The researchers studied this fish's unique retina under the microscope, where they could see the hundreds of cup-shaped proteins and light-sensing cells. They used the information to make a mathematical simulation of how light would act inside each "cup." They even compared the elephantnose fish's eyesight to that of the goldfish, which doesn't have this cup structure and sees fairly well. [Vision Quiz: What Can Animals See?]
Light that comes into the eye is detected by special light-detecting cells called rods and cones. The cones are able to interpret the color of light, while the rods are better at detecting fine details.
The researchers saw that the elephantnose fish has only red-sensing cones, because red is the only wavelength of light that can penetrate these murky waters.

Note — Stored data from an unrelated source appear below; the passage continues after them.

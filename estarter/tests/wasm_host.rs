//! Wasm host lifecycle with real modules (compiled from wat).

use std::time::Duration;

use tempfile::TempDir;

use estarter::{ApiCommand, ApiStatus, AppRuntime, HostState, KernelEvent, RuntimeOptions};

// ============================================================================
// TEST FIXTURES
// ============================================================================

struct TestContext {
    runtime: AppRuntime,
    _temp_dir: TempDir, // Dropped after test
}

impl TestContext {
    fn new() -> Self {
        let temp_dir = TempDir::new().expect("Failed to create temp dir");
        let runtime = AppRuntime::new(RuntimeOptions {
            home_dir: temp_dir.path().join("home"),
        })
        .expect("Failed to create runtime");
        Self {
            runtime,
            _temp_dir: temp_dir,
        }
    }

    /// Install a wasm app from wat text (wasmtime compiles wat in tests).
    fn install_wat_app(&self, app_id: &str, wat: &str, extra: &str) {
        let app_dir = self.runtime.layout().app_dir(app_id);
        std::fs::create_dir_all(&app_dir).unwrap();
        std::fs::write(app_dir.join("main.wasm"), wat).unwrap();
        let manifest = format!(
            r#"{{
                "id": "{}",
                "runtime": "Wasm",
                "entry": "main.wasm",
                "permissions": ["basic"]{}
            }}"#,
            app_id, extra
        );
        std::fs::write(app_dir.join("manifest.json"), manifest).unwrap();
    }
}

async fn wait_for_exit(
    rx: &mut tokio::sync::broadcast::Receiver<KernelEvent>,
    app_id: &str,
) -> (i32, Option<String>) {
    loop {
        match tokio::time::timeout(Duration::from_secs(10), rx.recv())
            .await
            .expect("timed out waiting for exit event")
        {
            Ok(KernelEvent::HostExited {
                app_id: id,
                exit_code,
                error,
            }) if id == app_id => return (exit_code, error),
            Ok(_) => {}
            Err(e) => panic!("event stream broke: {}", e),
        }
    }
}

// ============================================================================
// HAPPY PATH
// ============================================================================

/// Calls `estarter_log("hi")`, then `estarter_api_call("ping")`, then
/// returns cleanly.
const PING_MODULE: &str = r#"
(module
  (import "env" "estarter_log" (func $log (param i32 i32)))
  (import "env" "estarter_api_call" (func $api (param i32 i32 i32 i32) (result i32)))
  (memory (export "memory") 1)
  (data (i32.const 0) "hi")
  (data (i32.const 8) "ping")
  (func (export "_start")
    (call $log (i32.const 0) (i32.const 2))
    (call $api (i32.const 8) (i32.const 4) (i32.const 0) (i32.const 0))
    drop))
"#;

#[tokio::test(flavor = "multi_thread")]
async fn wasm_guest_calls_the_kernel_and_exits() {
    let ctx = TestContext::new();
    ctx.install_wat_app("app.wasm", PING_MODULE, "");

    let mut rx = ctx.runtime.subscribe_events();
    let host = ctx.runtime.launch("app.wasm").await.unwrap();

    // Wasm hosts register with pid 0.
    let info = ctx.runtime.kernel().get_process("app.wasm");
    if let Some(info) = info {
        assert_eq!(info.os_pid, 0);
    }

    // The guest's ping travels through the kernel router.
    let mut saw_ping = false;
    loop {
        match tokio::time::timeout(Duration::from_secs(10), rx.recv())
            .await
            .expect("timed out waiting for events")
        {
            Ok(KernelEvent::ApiCalled {
                app_id,
                command,
                status,
            }) if app_id == "app.wasm" => {
                assert_eq!(command, ApiCommand::Ping);
                assert_eq!(status, ApiStatus::Success);
                saw_ping = true;
            }
            Ok(KernelEvent::HostExited {
                app_id,
                exit_code,
                error,
            }) if app_id == "app.wasm" => {
                assert_eq!(exit_code, 0);
                assert!(error.is_none());
                break;
            }
            Ok(_) => {}
            Err(e) => panic!("event stream broke: {}", e),
        }
    }
    assert!(saw_ping, "guest api_call never reached the kernel");

    host.wait_exited().await;
    assert_eq!(host.state(), HostState::Stopped);
    assert!(ctx.runtime.kernel().get_process("app.wasm").is_none());
}

// ============================================================================
// FAULTS
// ============================================================================

const TRAP_MODULE: &str = r#"
(module
  (memory (export "memory") 1)
  (func (export "_start")
    unreachable))
"#;

#[tokio::test(flavor = "multi_thread")]
async fn trap_faults_the_host_with_exit_code_one() {
    let ctx = TestContext::new();
    ctx.install_wat_app("app.trap", TRAP_MODULE, "");

    let mut rx = ctx.runtime.subscribe_events();
    let host = ctx.runtime.launch("app.trap").await.unwrap();

    let (exit_code, error) = wait_for_exit(&mut rx, "app.trap").await;
    assert_eq!(exit_code, 1);
    assert!(error.unwrap().contains("trap"));

    host.wait_exited().await;
    assert_eq!(host.state(), HostState::Faulted);
    assert!(ctx.runtime.kernel().get_process("app.trap").is_none());
}

const NO_START_MODULE: &str = r#"
(module
  (memory (export "memory") 1))
"#;

#[tokio::test(flavor = "multi_thread")]
async fn module_without_start_fails_to_launch() {
    let ctx = TestContext::new();
    ctx.install_wat_app("app.nostart", NO_START_MODULE, "");

    assert!(ctx.runtime.launch("app.nostart").await.is_err());
    assert!(ctx.runtime.kernel().get_process("app.nostart").is_none());
}

// ============================================================================
// MEMORY LIMIT
// ============================================================================

/// Declares a 2 MiB minimum memory; instantiation must fail under a 1 MiB
/// policy ceiling.
const BIG_MEMORY_MODULE: &str = r#"
(module
  (memory (export "memory") 32)
  (func (export "_start")))
"#;

#[tokio::test(flavor = "multi_thread")]
async fn memory_limit_blocks_oversized_module() {
    let ctx = TestContext::new();
    ctx.install_wat_app(
        "app.hungry",
        BIG_MEMORY_MODULE,
        r#", "memoryLimitMb": 1"#,
    );

    assert!(ctx.runtime.launch("app.hungry").await.is_err());
    assert!(ctx.runtime.kernel().get_process("app.hungry").is_none());
}

// ============================================================================
// MAX RUNTIME / STOP
// ============================================================================

const SPIN_MODULE: &str = r#"
(module
  (memory (export "memory") 1)
  (func (export "_start")
    (loop $forever
      br $forever)))
"#;

#[tokio::test(flavor = "multi_thread")]
async fn max_runtime_interrupts_a_spinning_guest() {
    let ctx = TestContext::new();
    ctx.install_wat_app("app.spin", SPIN_MODULE, r#", "maxRuntimeSeconds": 1"#);

    let mut rx = ctx.runtime.subscribe_events();
    let host = ctx.runtime.launch("app.spin").await.unwrap();
    assert_eq!(host.state(), HostState::Running);

    let (exit_code, error) = wait_for_exit(&mut rx, "app.spin").await;
    assert_eq!(exit_code, 0);
    assert!(error.is_none(), "a requested stop is not a fault");

    host.wait_exited().await;
    assert!(ctx.runtime.kernel().get_process("app.spin").is_none());
}

#[tokio::test(flavor = "multi_thread")]
async fn stop_interrupts_a_spinning_guest() {
    let ctx = TestContext::new();
    ctx.install_wat_app("app.spin2", SPIN_MODULE, "");

    let host = ctx.runtime.launch("app.spin2").await.unwrap();
    ctx.runtime.stop_app("app.spin2").await.unwrap();

    tokio::time::timeout(Duration::from_secs(10), host.wait_exited())
        .await
        .expect("stop should interrupt the guest");
    assert_eq!(host.state(), HostState::Stopped);
}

Most of the blue and green light from the sun doesn't even make it a few centimeters down.
In the cup, four layers of plates of light-reflecting proteins act as mirrors, funneling red light from a large area into a small space where the cones are, intensifying its brightness 10-fold. The rods are hidden behind this cup structure and get hit by any other light that passes into the eye — and because they are more sensitive than the cones, they can still send signals to the brain.
Forest or trees?
The researchers say that this weird eye structure actually makes their vision less detailed, which, surprisingly, makes them see better because they don't get distracted by the fine details in the water around them.
One comparable example would be trying to see something in the distance when you are in the middle of a snowstorm, or the old saying "can't see the forest for the trees."
The fish don't focus on the small details like gas bubbles or sediment in the water around them. Instead, the cups let them see large, moving objects, like the potato fish that eat them. Their vision is more reliable than the goldfish's when detecting large objects that are moving through murky waters, the researchers found.
"That's the advantage the retina brings to the fish," Reichenbach told LiveScience. "If you or a hawk with the excellent eyesight would be where the fish live you would see virtually nothing, but the fish can detect what they need to see."
The study is detailed in the June 29 issue of the journal Science.